The dossier at his feet included information about both these two kids. The driver was a big muscle guy, wore a leather cap and black sunglasses. The other one was skinny and missing three fingers on his right hand. Jesus, who were they hiring nowadays? Cruz was wary of the whole thing. He had worked on his own for years, and now they gave him this babysitting job, with these kids to drive him. He didn’t like it.

The one in the passenger seat was Ray “Fingers” Pachonka. He had lost those fingers playing with explosives. Lucky to be alive after a fuck-up like that.

The driver was Roland Moss. Late twentysomething. Former bouncer, former legbreaker. Barely two years in the murder business, and he had been in on a dozen hits.

Roland is strong as an ox. He likes to hurt people. Likes to make them talk.
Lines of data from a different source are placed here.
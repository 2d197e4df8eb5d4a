use std::sync::Arc;

use chrono::{Duration, Local, NaiveDate};
use clap::Args;

use crate::infra::{
    parse_date, seed_candidates, seed_workers, InMemoryFilingRepository,
    InMemoryMedicalRepository, InMemoryOverseasRepository, SeededCandidateDirectory,
    SeededWorkerDirectory,
};
use laborlink::error::AppError;
use laborlink::tracking::directory::{CandidateId, WorkerId};
use laborlink::tracking::entry_filing::{EntryFilingService, EntryFilingUpdate, FilingView};
use laborlink::tracking::medical::{MedicalExceptionCreate, MedicalExceptionService};
use laborlink::tracking::overseas::{OverseasProgressService, OverseasProgressUpdate};

#[derive(Args, Debug, Default)]
pub(crate) struct DemoArgs {
    /// Evaluation date for deadline math (defaults to today)
    #[arg(long, value_parser = parse_date)]
    pub(crate) today: Option<NaiveDate>,
}

/// Walk the three tracking workflows against seeded registries and print
/// what a case officer would see.
pub(crate) fn run_demo(args: DemoArgs) -> Result<(), AppError> {
    let today = args.today.unwrap_or_else(|| Local::now().date_naive());

    let workers = Arc::new(SeededWorkerDirectory::with(seed_workers()));
    let candidates = Arc::new(SeededCandidateDirectory::with(seed_candidates()));

    let filings = EntryFilingService::new(
        Arc::new(InMemoryFilingRepository::default()),
        workers.clone(),
    );
    let overseas = OverseasProgressService::new(
        Arc::new(InMemoryOverseasRepository::default()),
        candidates,
    );
    let medical = MedicalExceptionService::new(
        Arc::new(InMemoryMedicalRepository::default()),
        workers,
    );

    println!("=== Entry filings (evaluated {today}) ===");

    let diligent = EntryFilingUpdate {
        entry_date: Some((today - Duration::days(2)).to_string()),
        flight_no: Some("BR-225".to_string()),
        entry_report_ref_no: Some("EN-2024-0117".to_string()),
        initial_exam_date: Some((today - Duration::days(1)).to_string()),
        initial_exam_result: Some("PASS".to_string()),
        arc_receipt_no: Some("ARC-R-5513".to_string()),
        permit_receipt_no: Some("WP-R-2208".to_string()),
        ..EntryFilingUpdate::default()
    };
    let view = filings
        .upsert(&WorkerId("W-1001".to_string()), diligent, today)
        .map_err(AppError::tracking)?;
    print_filing(&view);

    let lapsed = EntryFilingUpdate {
        entry_date: Some((today - Duration::days(20)).to_string()),
        ..EntryFilingUpdate::default()
    };
    let view = filings
        .upsert(&WorkerId("W-1002".to_string()), lapsed, today)
        .map_err(AppError::tracking)?;
    print_filing(&view);

    let dashboard = filings.dashboard().map_err(AppError::tracking)?;
    println!(
        "dashboard: {} filings, {} compliant, {} overdue, {} pending ({}% compliance)",
        dashboard.total,
        dashboard.compliant,
        dashboard.overdue,
        dashboard.pending,
        dashboard.compliance_rate
    );

    println!();
    println!("=== Overseas progress ===");

    let cleared = OverseasProgressUpdate {
        medical_exam_date: Some((today - Duration::days(30)).to_string()),
        medical_result: Some("PASS".to_string()),
        police_clearance_date: Some((today - Duration::days(21)).to_string()),
        police_status: Some("ISSUED".to_string()),
        passport_checked: Some(true),
        arc_checked: Some(true),
        ..OverseasProgressUpdate::default()
    };
    let view = overseas
        .upsert(&CandidateId("C-501".to_string()), cleared, today)
        .map_err(AppError::tracking)?;
    println!(
        "{:<16} {:<20} {}",
        view.candidate_id.0,
        view.candidate_name_en,
        view.overall_status.label()
    );

    let short_passport = OverseasProgressUpdate {
        passport_checked: Some(true),
        ..OverseasProgressUpdate::default()
    };
    overseas
        .upsert(&CandidateId("C-502".to_string()), short_passport, today)
        .map_err(AppError::tracking)?;

    let report = overseas
        .report(&CandidateId("C-502".to_string()))
        .map_err(AppError::tracking)?;
    println!(
        "{:<16} {:<20} {}",
        report.candidate_id.0,
        report.candidate_name_en,
        report.overall_status.label()
    );
    for checkpoint in &report.checkpoints {
        println!("    {:<18} {}", checkpoint.checkpoint, checkpoint.status);
    }

    println!();
    println!("=== Medical exceptions ===");

    let case = medical
        .create(MedicalExceptionCreate {
            worker_id: Some("W-1003".to_string()),
            diagnosis_date: Some((today - Duration::days(3)).to_string()),
            disease_type: Some("TUBERCULOSIS".to_string()),
            description: Some("sputum smear positive".to_string()),
            ..MedicalExceptionCreate::default()
        })
        .map_err(AppError::tracking)?;
    let case = medical
        .mark_health_dept_notified(&case.case_id)
        .map_err(AppError::tracking)?;
    println!(
        "{:<12} {:<20} {:<14} health dept notified: {}",
        case.case_id.0,
        case.worker_name_en,
        case.disease_type.label(),
        case.health_dept_notified
    );

    let dashboard = medical.dashboard().map_err(AppError::tracking)?;
    println!(
        "dashboard: {} cases, {} pending, {} in treatment, {} recovered, {} deported",
        dashboard.total,
        dashboard.pending,
        dashboard.in_treatment,
        dashboard.recovered,
        dashboard.deported
    );

    Ok(())
}

fn print_filing(view: &FilingView) {
    println!(
        "{:<12} {:<20} {:<10} report={} exam={} arc={} permit={}",
        view.worker_id.0,
        view.worker_name_en,
        view.overall_compliance.label(),
        view.entry_report_status.label(),
        view.initial_exam_status.label(),
        view.arc_status.label(),
        view.permit_status.label()
    );
}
That’s what the dossier said.

Cruz watched them carefully, mostly because he didn’t trust them. Cruz had learned early on that it was best not to trust anybody, especially young men who believed themselves to be on the rise. He had learned this from himself.

He listened in to their conversation for a moment.

“So they sent us to do this jigaboo one time,” the skinny one, Fingers, said. He spoke rapid fire, like a machine gun, or the heartbeat of a rabbit. Bippity, bippity, bippity. “The guy had ripped somebody off. I don’t remember the details. Different job, same bullshit. Right?”

“Yeah,” said the big one, Roland Moss. The guy could be a pro wrestler, Cruz thought. His broad shoulders extended past the edges of his bucket seat. His neck was a trunk line, his head sitting perched on top like a pomegranate. The muscles in his neck stood out and flexed like cables.

“They sent us to Gary fucking Indiana, just outside Chicago.” Fingers paused, seemingly for effect. “I mean we fucking drove out there. Me and Sticks. You know Sticks? Little guy, smokes a lot. Pissed off, always wants to cut somebody. Somebody doesn’t signal in the car ahead of him, he wants to cut the guy. You know him, right?”

Moss nodded. He spoke slowly, like syrup pouring from a bottle. “Yeah, I know him. Did a couple jobs with him. Saw him cut a man’s eyes out once.” He sounded like he was giving it a taste of the South. The dossier said he was from New Jersey.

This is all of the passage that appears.